Проклиная преследующую меня с детства любознательность, я полз по непомерным ступеням.
– Для богов в самый раз, – утешил гид.
Сверху открывался вид на монотонный пейзаж, самой живописной частью которого была пестрая группа калифорнийских “нью-эйджеров”, расположившихся на вершине. Со свойственной безумцам приветливостью, они объяснили, что тринадцатый бактун, который начался 11 августа 3114 года до нашей эры, уже подходит к концу и мир погибнет к следующему Рождеству.
Гид подтвердил расчеты.
– Не впервой, – горько сказал он. – После наводнения люди стали рыбами, после урагана – обезьянами, после пожара – птицами, индюками, а теперь мир уничтожит кровавый дождь.
– В кого же мы превратимся на этот раз?
– Больше не в кого, – развел руками гид и повел обратно, обещая ледяное пиво.
Ввиду перспективы мы приободрились: до Рождества надо еще дожить, а пиво ждало у подножия.
Честно говоря, я не очень верил календарю майя, потому что они и сами им интересовались куда меньше, чем футболом. К тому же мне всегда казалось, что тотальная катастрофа – слишком легкий выход: на миру и смерть красна.
В Америке, однако, далеко не все разделяют мой пессимизм, и тысячи праведников с нетерпением ждут конца света. На Юге, где вера крепче, об этом можно прочесть на бамперах: “В случае второго пришествия этот автомобиль останется без водителя”.
У нас, в Нью-Йорке, такого ждали, когда умер любавичский ребе. Его жизнь слегка задела мою, когда хасиды наняли меня редактировать русский перевод мемуаров Шнеерсона. Из рукописи я узнал, что ребе учился в Ленинградском кораблестроительном, сидел в ГПУ и беседовал с Сартром в Париже. В Бруклине многие считали его мессией и не верили, что он умер навсегда, поэтому Мендель Блезинский не пошел на работу.
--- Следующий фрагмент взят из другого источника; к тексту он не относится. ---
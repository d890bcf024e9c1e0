//! Append-only write side of the wire buffer.

use bytes::BufMut;

use crate::error::{BufferError, BufferResult};
use crate::varint::{encode_varint, MAX_VARINT_LEN};

/// A growable byte sink for attribute encodings.
///
/// All multi-byte values are written little-endian. Strings are written as a
/// LEB128 byte length followed by the UTF-8 bytes. Fields whose value is only
/// known after later writes can be reserved with [`WireWrite::write_placeholder_u32`]
/// and filled in with [`WireWrite::patch_u32`].
///
/// Implemented for every `BufMut` that also exposes its written bytes, which
/// covers `Vec<u8>` and `bytes::BytesMut`.
pub trait WireWrite {
    /// Number of bytes written so far.
    fn position(&self) -> usize;

    fn write_u8(&mut self, value: u8);
    fn write_u16(&mut self, value: u16);
    fn write_i32(&mut self, value: i32);
    fn write_u32(&mut self, value: u32);
    fn write_i64(&mut self, value: i64);
    fn write_f32(&mut self, value: f32);
    fn write_f64(&mut self, value: f64);
    fn write_slice(&mut self, data: &[u8]);

    /// Write a boolean as a single `0` or `1` byte.
    fn write_bool(&mut self, value: bool) {
        self.write_u8(u8::from(value));
    }

    /// Write an unsigned LEB128 varint.
    fn write_varint(&mut self, value: u64) {
        let mut tmp = Vec::with_capacity(MAX_VARINT_LEN);
        encode_varint(&mut tmp, value);
        self.write_slice(&tmp);
    }

    /// Write a length-prefixed UTF-8 string.
    fn write_str(&mut self, value: &str) {
        self.write_varint(value.len() as u64);
        self.write_slice(value.as_bytes());
    }

    /// Reserve four bytes for a `u32` and return their offset.
    fn write_placeholder_u32(&mut self) -> usize {
        let at = self.position();
        self.write_u32(0);
        at
    }

    /// Overwrite a previously written `u32` at `at`.
    fn patch_u32(&mut self, at: usize, value: u32) -> BufferResult<()>;
}

impl<B> WireWrite for B
where
    B: BufMut + AsRef<[u8]> + AsMut<[u8]>,
{
    fn position(&self) -> usize {
        self.as_ref().len()
    }

    fn write_u8(&mut self, value: u8) {
        self.put_u8(value);
    }

    fn write_u16(&mut self, value: u16) {
        self.put_u16_le(value);
    }

    fn write_i32(&mut self, value: i32) {
        self.put_i32_le(value);
    }

    fn write_u32(&mut self, value: u32) {
        self.put_u32_le(value);
    }

    fn write_i64(&mut self, value: i64) {
        self.put_i64_le(value);
    }

    fn write_f32(&mut self, value: f32) {
        self.put_f32_le(value);
    }

    fn write_f64(&mut self, value: f64) {
        self.put_f64_le(value);
    }

    fn write_slice(&mut self, data: &[u8]) {
        self.put_slice(data);
    }

    fn patch_u32(&mut self, at: usize, value: u32) -> BufferResult<()> {
        let len = self.as_ref().len();
        let end = at.checked_add(4).filter(|end| *end <= len).ok_or(
            BufferError::PatchOutOfBounds {
                at,
                width: 4,
                len,
            },
        )?;
        self.as_mut()[at..end].copy_from_slice(&value.to_le_bytes());
        Ok(())
    }
}
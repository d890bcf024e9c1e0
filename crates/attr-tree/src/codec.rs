//! Entry-level encoding and decoding shared by trees, tree arrays, item
//! stacks and synchronization payloads.
//!
//! ```text
//! Tree     := Entry* Sentinel
//! Entry    := TypeTag(u8) Key(length-prefixed UTF-8) ValueBytes
//! Sentinel := 0x00
//! ```
//!
//! Decoding enforces a nesting ceiling. Hitting it is a soft stop: the
//! over-deep value is dropped, decoding ends, and every enclosing tree keeps
//! the entries it had already read.

use std::cell::Cell;
use std::fmt;

use attr_buffer::{WireReader, WireWrite};
use tracing::warn;

use crate::error::{AttrError, AttrResult};
use crate::registry::TypeRegistry;
use crate::resolver::Resolver;
use crate::tag::{TypeTag, SENTINEL};
use crate::tree::TreeAttribute;
use crate::value::Attribute;

/// Deepest tree nesting level that decoding will materialize. The root tree
/// is level 1.
pub const MAX_DECODE_DEPTH: usize = 30;

/// Everything a decode call needs besides the bytes themselves.
pub struct DecodeContext<'a> {
    registry: &'a TypeRegistry,
    resolver: Option<&'a dyn Resolver>,
    max_depth: usize,
    stopped_at: Cell<Option<usize>>,
}

impl<'a> DecodeContext<'a> {
    /// A context using `registry`, no resolver and the default depth ceiling.
    pub fn new(registry: &'a TypeRegistry) -> Self {
        Self {
            registry,
            resolver: None,
            max_depth: MAX_DECODE_DEPTH,
            stopped_at: Cell::new(None),
        }
    }

    /// Resolve item stacks through `resolver`.
    pub fn with_resolver(mut self, resolver: &'a dyn Resolver) -> Self {
        self.resolver = Some(resolver);
        self
    }

    /// Override the nesting ceiling.
    pub fn with_max_depth(mut self, max_depth: usize) -> Self {
        self.max_depth = max_depth;
        self
    }

    pub fn registry(&self) -> &'a TypeRegistry {
        self.registry
    }

    pub fn resolver(&self) -> Option<&'a dyn Resolver> {
        self.resolver
    }

    pub fn max_depth(&self) -> usize {
        self.max_depth
    }

    /// Returns `true` if the most recent decode using this context hit the
    /// nesting ceiling.
    pub fn depth_exceeded(&self) -> bool {
        self.stopped_at.get().is_some()
    }

    /// Level of the tree the most recent decode refused, if any.
    pub fn stopped_at(&self) -> Option<usize> {
        self.stopped_at.get()
    }

    /// Clear the stop left by an earlier decode. Called at the start of every
    /// root decode.
    pub(crate) fn begin(&self) {
        self.stopped_at.set(None);
    }

    fn stop(&self, level: usize) {
        self.stopped_at.set(Some(level));
    }
}

impl fmt::Debug for DecodeContext<'_> {
    fn fmt(&self, f: &mut fmt::Formatter<'_>) -> fmt::Result {
        f.debug_struct("DecodeContext")
            .field("registry", &self.registry.len())
            .field("resolver", &self.resolver.is_some())
            .field("max_depth", &self.max_depth)
            .field("stopped_at", &self.stopped_at.get())
            .finish()
    }
}

/// Write one `(tag, key, value)` entry.
pub(crate) fn encode_entry<W: WireWrite>(
    key: &str,
    value: &Attribute,
    out: &mut W,
) -> AttrResult<()> {
    let tag = checked_tag(value)?;
    out.write_u8(tag);
    out.write_str(key);
    value.encode_value(out)
}

/// Write every entry of `tree` followed by the sentinel.
pub(crate) fn encode_entries<W: WireWrite>(tree: &TreeAttribute, out: &mut W) -> AttrResult<()> {
    for (key, value) in tree.iter() {
        encode_entry(key, value, out)?;
    }
    out.write_u8(SENTINEL);
    Ok(())
}

/// Read entries into `tree` until the sentinel. `level` is the nesting level
/// of `tree` itself.
pub(crate) fn decode_entries(
    tree: &mut TreeAttribute,
    r: &mut WireReader<'_>,
    ctx: &DecodeContext<'_>,
    level: usize,
) -> AttrResult<()> {
    if level > ctx.max_depth {
        warn!(
            level,
            max_depth = ctx.max_depth,
            offset = r.position(),
            "attribute tree nesting exceeds decode ceiling; stopping"
        );
        ctx.stop(level);
        return Ok(());
    }
    loop {
        let tag = r.read_u8()?;
        if tag == SENTINEL {
            return Ok(());
        }
        let key = r.read_str()?;
        let mut value = ctx.registry.construct(tag)?;
        value.decode_value(r, ctx, level)?;
        match ctx.stopped_at() {
            None => tree.insert_decoded(key, value),
            Some(stopped) => {
                // The value that directly holds the refused tree is dropped;
                // values that merely contain it somewhere deeper are kept.
                if stopped > level + 1 {
                    tree.insert_decoded(key, value);
                }
                return Ok(());
            }
        }
    }
}

/// Write a bare `(tag, value)` pair with no key.
pub fn encode_tagged<W: WireWrite>(value: &Attribute, out: &mut W) -> AttrResult<()> {
    out.write_u8(checked_tag(value)?);
    value.encode_value(out)
}

/// Read a bare `(tag, value)` pair written by [`encode_tagged`].
pub fn decode_tagged(r: &mut WireReader<'_>, ctx: &DecodeContext<'_>) -> AttrResult<Attribute> {
    ctx.begin();
    let offset = r.position();
    let tag = r.read_u8()?;
    if tag == SENTINEL {
        return Err(AttrError::MalformedWire {
            offset,
            reason: "sentinel where a tagged value was expected".into(),
        });
    }
    let mut value = ctx.registry.construct(tag)?;
    value.decode_value(r, ctx, 0)?;
    Ok(value)
}

/// Read an `i32` element count. Negative counts are malformed.
pub(crate) fn read_count(r: &mut WireReader<'_>) -> AttrResult<usize> {
    let offset = r.position();
    let count = r.read_i32()?;
    usize::try_from(count).map_err(|_| AttrError::MalformedWire {
        offset,
        reason: format!("negative element count {count}"),
    })
}

/// Write an element count as `i32`.
pub(crate) fn write_count<W: WireWrite>(
    out: &mut W,
    kind: &'static str,
    len: usize,
) -> AttrResult<()> {
    let count = i32::try_from(len).map_err(|_| AttrError::ValueTooLarge {
        kind,
        len,
        max: i32::MAX as usize,
    })?;
    out.write_i32(count);
    Ok(())
}

fn checked_tag(value: &Attribute) -> AttrResult<TypeTag> {
    match value.type_tag() {
        SENTINEL => Err(AttrError::ReservedTag(SENTINEL)),
        tag => Ok(tag),
    }
}

#[cfg(test)]
mod tests {
    use super::*;
    use crate::tag;

    fn nested_bytes(levels: usize) -> Vec<u8> {
        // levels-1 nested "n" entries inside the root, each a tree.
        let mut out = Vec::new();
        for _ in 1..levels {
            out.write_u8(tag::TREE);
            out.write_str("n");
        }
        for _ in 0..levels {
            out.write_u8(SENTINEL);
        }
        out
    }

    fn nesting_of(tree: &TreeAttribute) -> usize {
        let mut depth = 1;
        let mut current = tree;
        while let Some(child) = current.get_tree("n") {
            depth += 1;
            current = child;
        }
        depth
    }

    #[test]
    fn tagged_value_roundtrip() {
        let registry = TypeRegistry::with_builtins();
        let mut out = Vec::new();
        encode_tagged(&Attribute::Int(15), &mut out).unwrap();
        assert_eq!(out, vec![tag::INT, 15, 0, 0, 0]);

        let ctx = DecodeContext::new(&registry);
        let value = decode_tagged(&mut WireReader::new(&out), &ctx).unwrap();
        assert_eq!(value, Attribute::Int(15));
    }

    #[test]
    fn tagged_sentinel_is_malformed() {
        let registry = TypeRegistry::with_builtins();
        let ctx = DecodeContext::new(&registry);
        let err = decode_tagged(&mut WireReader::new(&[0]), &ctx).unwrap_err();
        assert!(err.is_malformed_wire());
    }

    #[test]
    fn unknown_tag_is_a_hard_failure() {
        let registry = TypeRegistry::with_builtins();
        let ctx = DecodeContext::new(&registry);
        let mut bytes = Vec::new();
        bytes.write_u8(99);
        bytes.write_str("x");
        bytes.write_u8(SENTINEL);
        let err = TreeAttribute::decode(&mut WireReader::new(&bytes), &ctx).unwrap_err();
        assert_eq!(err, AttrError::UnknownTypeTag { tag: 99 });
    }

    #[test]
    fn forty_levels_stop_at_thirty() {
        let registry = TypeRegistry::with_builtins();
        let ctx = DecodeContext::new(&registry);
        let bytes = nested_bytes(40);
        let tree = TreeAttribute::decode(&mut WireReader::new(&bytes), &ctx).unwrap();
        assert!(ctx.depth_exceeded());
        assert_eq!(ctx.stopped_at(), Some(MAX_DECODE_DEPTH + 1));
        assert_eq!(nesting_of(&tree), MAX_DECODE_DEPTH);
    }

    #[test]
    fn exactly_thirty_levels_decode_fully() {
        let registry = TypeRegistry::with_builtins();
        let ctx = DecodeContext::new(&registry);
        let bytes = nested_bytes(30);
        let tree = TreeAttribute::decode(&mut WireReader::new(&bytes), &ctx).unwrap();
        assert!(!ctx.depth_exceeded());
        assert_eq!(nesting_of(&tree), 30);
    }

    #[test]
    fn context_reused_after_a_stop_decodes_fully() {
        let registry = TypeRegistry::with_builtins();
        let ctx = DecodeContext::new(&registry);
        TreeAttribute::decode(&mut WireReader::new(&nested_bytes(40)), &ctx).unwrap();
        assert!(ctx.depth_exceeded());

        let mut flat = TreeAttribute::new();
        flat.set_int("hp", 20);
        flat.set_string("name", "Zara");
        flat.set_int_array("tags", vec![1, 2, 3]);
        let bytes = flat.to_bytes().unwrap();
        let tree = TreeAttribute::decode(&mut WireReader::new(&bytes), &ctx).unwrap();
        assert!(!ctx.depth_exceeded());
        assert_eq!(tree.len(), 3);
        assert_eq!(tree, flat);
    }

    #[test]
    fn tagged_decode_clears_an_earlier_stop() {
        let registry = TypeRegistry::with_builtins();
        let ctx = DecodeContext::new(&registry).with_max_depth(2);
        TreeAttribute::decode(&mut WireReader::new(&nested_bytes(5)), &ctx).unwrap();
        assert_eq!(ctx.stopped_at(), Some(3));

        let mut pair = TreeAttribute::new();
        pair.set_int("a", 1);
        pair.set_int("b", 2);
        let mut out = Vec::new();
        encode_tagged(&Attribute::Tree(pair.clone()), &mut out).unwrap();
        let value = decode_tagged(&mut WireReader::new(&out), &ctx).unwrap();
        assert_eq!(ctx.stopped_at(), None);
        assert_eq!(value, Attribute::Tree(pair));
    }

    #[test]
    fn depth_stop_keeps_earlier_siblings() {
        let registry = TypeRegistry::with_builtins();
        let ctx = DecodeContext::new(&registry).with_max_depth(2);
        let mut bytes = Vec::new();
        bytes.write_u8(tag::INT);
        bytes.write_str("hp");
        bytes.write_i32(20);
        bytes.extend(nested_bytes(4));

        let tree = TreeAttribute::decode(&mut WireReader::new(&bytes), &ctx).unwrap();
        assert_eq!(tree.get_int("hp"), Some(20));
        let child = tree.get_tree("n").unwrap();
        assert!(child.is_empty());
    }

    #[test]
    fn negative_count_is_malformed() {
        let mut r = WireReader::new(&[0xFF, 0xFF, 0xFF, 0xFF]);
        assert!(matches!(
            read_count(&mut r).unwrap_err(),
            AttrError::MalformedWire { offset: 0, .. }
        ));
    }

    #[test]
    fn truncated_entry_is_malformed() {
        let registry = TypeRegistry::with_builtins();
        let ctx = DecodeContext::new(&registry);
        let bytes = [tag::INT, 2, b'h', b'p', 20, 0];
        let err = TreeAttribute::decode(&mut WireReader::new(&bytes), &ctx).unwrap_err();
        assert!(err.is_malformed_wire());
    }
}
Вместе с единоверцами он трое суток ждал у могилы, надеясь, что ребе вернется. Когда этого не произошло и Мендель все-таки пришел на службу, коллеги сделали вид, что не замечают трехдневной щетины и заплаканных глаз. Мой коллега Гендлер, отсидевший свое в Мордовии, говорил, что в лагере нет большего оскорбления, чем попрекать сектантов несбывшимися ожиданиями. В Америке, собственно, тоже. Не выдержала только пятидесятница Анжела, с которой я подружился после того, как провел воскресенье в ее буйной негритянской церкви.
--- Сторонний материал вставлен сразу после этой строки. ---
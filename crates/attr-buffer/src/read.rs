//! Bounds-checked read side of the wire buffer.

use bytes::Buf;

use crate::error::{BufferError, BufferResult};
use crate::varint::decode_varint;

/// Cursor over an encoded byte slice.
///
/// Every read checks the remaining length first, so truncated input surfaces
/// as [`BufferError::Truncated`] instead of a panic.
#[derive(Clone, Debug)]
pub struct WireReader<'a> {
    buf: &'a [u8],
    total: usize,
}

impl<'a> WireReader<'a> {
    /// Create a reader positioned at the start of `data`.
    pub fn new(data: &'a [u8]) -> Self {
        Self {
            buf: data,
            total: data.len(),
        }
    }

    /// Offset of the next unread byte.
    pub fn position(&self) -> usize {
        self.total - self.buf.remaining()
    }

    /// Bytes left to read.
    pub fn remaining(&self) -> usize {
        self.buf.remaining()
    }

    /// Returns `true` once every byte has been consumed.
    pub fn is_empty(&self) -> bool {
        !self.buf.has_remaining()
    }

    fn ensure(&self, needed: usize) -> BufferResult<()> {
        let remaining = self.buf.remaining();
        if remaining < needed {
            return Err(BufferError::Truncated { needed, remaining });
        }
        Ok(())
    }

    pub fn read_u8(&mut self) -> BufferResult<u8> {
        self.ensure(1)?;
        Ok(self.buf.get_u8())
    }

    pub fn read_u16(&mut self) -> BufferResult<u16> {
        self.ensure(2)?;
        Ok(self.buf.get_u16_le())
    }

    pub fn read_i32(&mut self) -> BufferResult<i32> {
        self.ensure(4)?;
        Ok(self.buf.get_i32_le())
    }

    pub fn read_u32(&mut self) -> BufferResult<u32> {
        self.ensure(4)?;
        Ok(self.buf.get_u32_le())
    }

    pub fn read_i64(&mut self) -> BufferResult<i64> {
        self.ensure(8)?;
        Ok(self.buf.get_i64_le())
    }

    pub fn read_f32(&mut self) -> BufferResult<f32> {
        self.ensure(4)?;
        Ok(self.buf.get_f32_le())
    }

    pub fn read_f64(&mut self) -> BufferResult<f64> {
        self.ensure(8)?;
        Ok(self.buf.get_f64_le())
    }

    /// Read a boolean byte. Any non-zero value is `true`.
    pub fn read_bool(&mut self) -> BufferResult<bool> {
        Ok(self.read_u8()? != 0)
    }

    /// Read an unsigned LEB128 varint.
    pub fn read_varint(&mut self) -> BufferResult<u64> {
        let (value, consumed) = decode_varint(self.buf, self.position())?;
        self.buf.advance(consumed);
        Ok(value)
    }

    /// Borrow the next `len` bytes and advance past them.
    pub fn read_slice(&mut self, len: usize) -> BufferResult<&'a [u8]> {
        self.ensure(len)?;
        let data: &'a [u8] = self.buf;
        let (head, tail) = data.split_at(len);
        self.buf = tail;
        Ok(head)
    }

    /// Read a length-prefixed UTF-8 string.
    pub fn read_str(&mut self) -> BufferResult<String> {
        let len = self.read_varint()?;
        let len = usize::try_from(len).map_err(|_| BufferError::Truncated {
            needed: usize::MAX,
            remaining: self.remaining(),
        })?;
        let offset = self.position();
        let bytes = self.read_slice(len)?;
        std::str::from_utf8(bytes)
            .map(str::to_owned)
            .map_err(|_| BufferError::InvalidUtf8 { offset })
    }
}

#[cfg(test)]
mod tests {
    use super::*;
    use crate::write::WireWrite;

    #[test]
    fn reads_back_written_primitives() {
        let mut buf = Vec::new();
        buf.write_u8(7);
        buf.write_i32(-42);
        buf.write_i64(1 << 40);
        buf.write_f32(1.5);
        buf.write_f64(-2.25);
        buf.write_bool(true);
        buf.write_str("Zara");

        let mut r = WireReader::new(&buf);
        assert_eq!(r.read_u8().unwrap(), 7);
        assert_eq!(r.read_i32().unwrap(), -42);
        assert_eq!(r.read_i64().unwrap(), 1 << 40);
        assert_eq!(r.read_f32().unwrap(), 1.5);
        assert_eq!(r.read_f64().unwrap(), -2.25);
        assert!(r.read_bool().unwrap());
        assert_eq!(r.read_str().unwrap(), "Zara");
        assert!(r.is_empty());
        assert_eq!(r.position(), buf.len());
    }

    #[test]
    fn truncated_fixed_width_read() {
        let mut r = WireReader::new(&[1, 2, 3]);
        let err = r.read_i32().unwrap_err();
        assert_eq!(
            err,
            BufferError::Truncated {
                needed: 4,
                remaining: 3
            }
        );
        // A failed read does not consume anything.
        assert_eq!(r.remaining(), 3);
    }

    #[test]
    fn string_longer_than_input() {
        let mut r = WireReader::new(&[10, b'a', b'b']);
        assert!(matches!(
            r.read_str().unwrap_err(),
            BufferError::Truncated { needed: 10, .. }
        ));
    }

    #[test]
    fn invalid_utf8_is_reported_with_offset() {
        let mut r = WireReader::new(&[2, 0xC3, 0x28]);
        assert_eq!(
            r.read_str().unwrap_err(),
            BufferError::InvalidUtf8 { offset: 1 }
        );
    }

    #[test]
    fn read_slice_borrows_from_input() {
        let data = [1u8, 2, 3, 4];
        let mut r = WireReader::new(&data);
        assert_eq!(r.read_slice(3).unwrap(), &[1, 2, 3]);
        assert_eq!(r.position(), 3);
    }
}
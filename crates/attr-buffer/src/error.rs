use thiserror::Error;

/// Errors produced while writing or reading wire bytes.
#[derive(Debug, Error, PartialEq, Eq)]
pub enum BufferError {
    #[error("truncated input: needed {needed} bytes, {remaining} remaining")]
    Truncated { needed: usize, remaining: usize },

    #[error("invalid UTF-8 in string at offset {offset}")]
    InvalidUtf8 { offset: usize },

    #[error("varint overflow at offset {offset}")]
    VarintOverflow { offset: usize },

    #[error("patch at offset {at} (width {width}) is outside the written range of {len} bytes")]
    PatchOutOfBounds { at: usize, width: usize, len: usize },

    #[error("invalid frame magic: expected {expected:?}, got {actual:?}")]
    InvalidMagic { expected: [u8; 4], actual: [u8; 4] },

    #[error("unsupported frame version: {0}")]
    UnsupportedVersion(u32),

    #[error("frame body length mismatch: header says {declared}, found {actual}")]
    LengthMismatch { declared: usize, actual: usize },

    #[error("frame checksum mismatch: expected {expected:#010x}, got {actual:#010x}")]
    ChecksumMismatch { expected: u32, actual: u32 },

    #[error("frame body of {0} bytes does not fit a 32-bit length field")]
    BodyTooLarge(usize),

    #[error("compression failed: {0}")]
    Compression(String),

    #[error("decompressed frame body exceeds {limit} bytes")]
    DecompressedTooLarge { limit: usize },

    #[error("decompression failed: {0}")]
    Decompression(String),
}

/// Convenience alias used throughout the buffer crate.
pub type BufferResult<T> = Result<T, BufferError>;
– Ну что, – ехидно сказала она, – ваш не встал, а наш еще как!
– Это как сказать, – взвился Мендель, но я не дослушал теологического спора, потому что меня интересовала не теория, а практика.
То, что мир не кончился, когда от него этого ждали, еще не значит, что этого никогда не случится. Мы даже точно знаем как: Земля растворится в Солнце. Но я не могу ждать семь миллиардов лет, и мне надо знать, что будет, если это случится завтра.
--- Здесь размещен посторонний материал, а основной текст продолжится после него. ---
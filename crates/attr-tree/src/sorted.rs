//! Key-ordered views of a tree, for deterministic bytes and digests.

use attr_buffer::WireWrite;

use crate::codec::{encode_entry, write_count};
use crate::error::AttrResult;
use crate::item_stack::ItemStack;
use crate::tag::{self, SENTINEL};
use crate::tree::TreeAttribute;
use crate::value::{quote, Attribute};

/// A borrowed view of a tree with keys in lexicographic order.
#[derive(Clone, Debug)]
pub struct SortedTree<'a> {
    entries: Vec<(&'a str, SortedValue<'a>)>,
}

/// One value in a [`SortedTree`].
#[derive(Clone, Debug)]
pub enum SortedValue<'a> {
    Value(&'a Attribute),
    /// A nested tree, sorted in turn.
    Tree(SortedTree<'a>),
    /// A tree array with every element sorted.
    TreeArray(Vec<SortedTree<'a>>),
    /// An item stack with its attributes sorted.
    ItemStack(&'a ItemStack, SortedTree<'a>),
}

impl TreeAttribute {
    /// A key-ordered view of this tree. With `recursive`, every nested tree
    /// is ordered as well, including tree-array elements and item-stack
    /// attributes.
    pub fn sorted_copy(&self, recursive: bool) -> SortedTree<'_> {
        let mut entries: Vec<(&str, SortedValue<'_>)> = self
            .iter()
            .map(|(key, value)| {
                let value = match value {
                    Attribute::Tree(tree) if recursive => SortedValue::Tree(tree.sorted_copy(true)),
                    Attribute::TreeArray(trees) if recursive => SortedValue::TreeArray(
                        trees.iter().map(|tree| tree.sorted_copy(true)).collect(),
                    ),
                    Attribute::ItemStack(Some(stack)) if recursive => {
                        SortedValue::ItemStack(stack, stack.attributes.sorted_copy(true))
                    }
                    other => SortedValue::Value(other),
                };
                (key, value)
            })
            .collect();
        entries.sort_unstable_by(|a, b| a.0.cmp(b.0));
        SortedTree { entries }
    }
}

impl<'a> SortedTree<'a> {
    pub fn len(&self) -> usize {
        self.entries.len()
    }

    pub fn is_empty(&self) -> bool {
        self.entries.is_empty()
    }

    pub fn keys(&self) -> impl Iterator<Item = &'a str> + '_ {
        self.entries.iter().map(|(key, _)| *key)
    }

    pub fn iter(&self) -> impl Iterator<Item = (&'a str, &SortedValue<'a>)> + '_ {
        self.entries.iter().map(|(key, value)| (*key, value))
    }

    pub fn get(&self, key: &str) -> Option<&SortedValue<'a>> {
        self.entries
            .binary_search_by(|(k, _)| (*k).cmp(key))
            .ok()
            .map(|i| &self.entries[i].1)
    }

    /// Encode in key order. The bytes decode to a tree equal to the source.
    pub fn encode<W: WireWrite>(&self, out: &mut W) -> AttrResult<()> {
        for (key, value) in &self.entries {
            match value {
                SortedValue::Value(attr) => encode_entry(key, attr, out)?,
                SortedValue::Tree(tree) => {
                    out.write_u8(tag::TREE);
                    out.write_str(key);
                    tree.encode(out)?;
                }
                SortedValue::TreeArray(trees) => {
                    out.write_u8(tag::TREE_ARRAY);
                    out.write_str(key);
                    write_count(out, "tree array", trees.len())?;
                    for tree in trees {
                        tree.encode(out)?;
                    }
                }
                SortedValue::ItemStack(stack, attributes) => {
                    out.write_u8(tag::ITEM_STACK);
                    out.write_str(key);
                    out.write_bool(true);
                    if stack.encode_head(out) {
                        attributes.encode(out)?;
                    }
                }
            }
        }
        out.write_u8(SENTINEL);
        Ok(())
    }

    pub fn to_bytes(&self) -> AttrResult<Vec<u8>> {
        let mut out = Vec::new();
        self.encode(&mut out)?;
        Ok(out)
    }

    /// BLAKE3 digest of the ordered encoding.
    pub fn digest(&self) -> AttrResult<[u8; 32]> {
        Ok(*blake3::hash(&self.to_bytes()?).as_bytes())
    }

    pub fn digest_hex(&self) -> AttrResult<String> {
        Ok(hex::encode(self.digest()?))
    }

    pub fn to_text(&self) -> String {
        if self.entries.is_empty() {
            return "{ }".to_owned();
        }
        let body: Vec<String> = self
            .entries
            .iter()
            .map(|(key, value)| {
                let text = match value {
                    SortedValue::Value(attr) => attr.to_text(),
                    SortedValue::Tree(tree) => tree.to_text(),
                    SortedValue::TreeArray(trees) => {
                        let items: Vec<String> = trees.iter().map(SortedTree::to_text).collect();
                        format!("[{}]", items.join(", "))
                    }
                    SortedValue::ItemStack(stack, _) => stack.to_text(),
                };
                format!("{}: {text}", quote(key))
            })
            .collect();
        format!("{{ {} }}", body.join(", "))
    }

    /// An owned tree with the same contents.
    pub fn to_tree(&self) -> TreeAttribute {
        self.entries
            .iter()
            .map(|(key, value)| {
                let attr = match value {
                    SortedValue::Value(attr) => (*attr).clone(),
                    SortedValue::Tree(tree) => Attribute::Tree(tree.to_tree()),
                    SortedValue::TreeArray(trees) => {
                        Attribute::TreeArray(trees.iter().map(SortedTree::to_tree).collect())
                    }
                    SortedValue::ItemStack(stack, _) => Attribute::ItemStack(Some((*stack).clone())),
                };
                (*key, attr)
            })
            .collect()
    }
}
* * *Те, кто читал “Апокалипсис” в оригинале, жалуются, что его нельзя перевести на человеческий язык, потому что он не на нем написан. Иоанн пользуется диким арго, на котором могли изъясняться панки Патмоса или, рискну предположить, Платонов. Охваченный нетерпением, пророк почти бессвязно, как на рок-концерте, выкрикивает свои откровения. Истина давится словами, потому что она несравненно важнее их. (Нечто подобное я слышал на представлении в чинном Линкольн-центре, где, корчась и рыча, Мамонов демонстрировал публичное рождение освобожденной речи: “крым-мрык-крым”.) Во всяком случае, такого больше нет во всей Библии. Не зря она завершается “Апокалипсисом” – больше сказать нечего. Конец прекращает историю вечностью, которая упраздняет ход времени. Дальше ничего не может быть, как ничего не было в начале. Но одно не равно другому, а противоположно ему. То, что началось тьмой над бездной, завершится светом без тьмы: ворота Небесного Иерусалима не будут запираться днем, а ночи там не будет вовсе.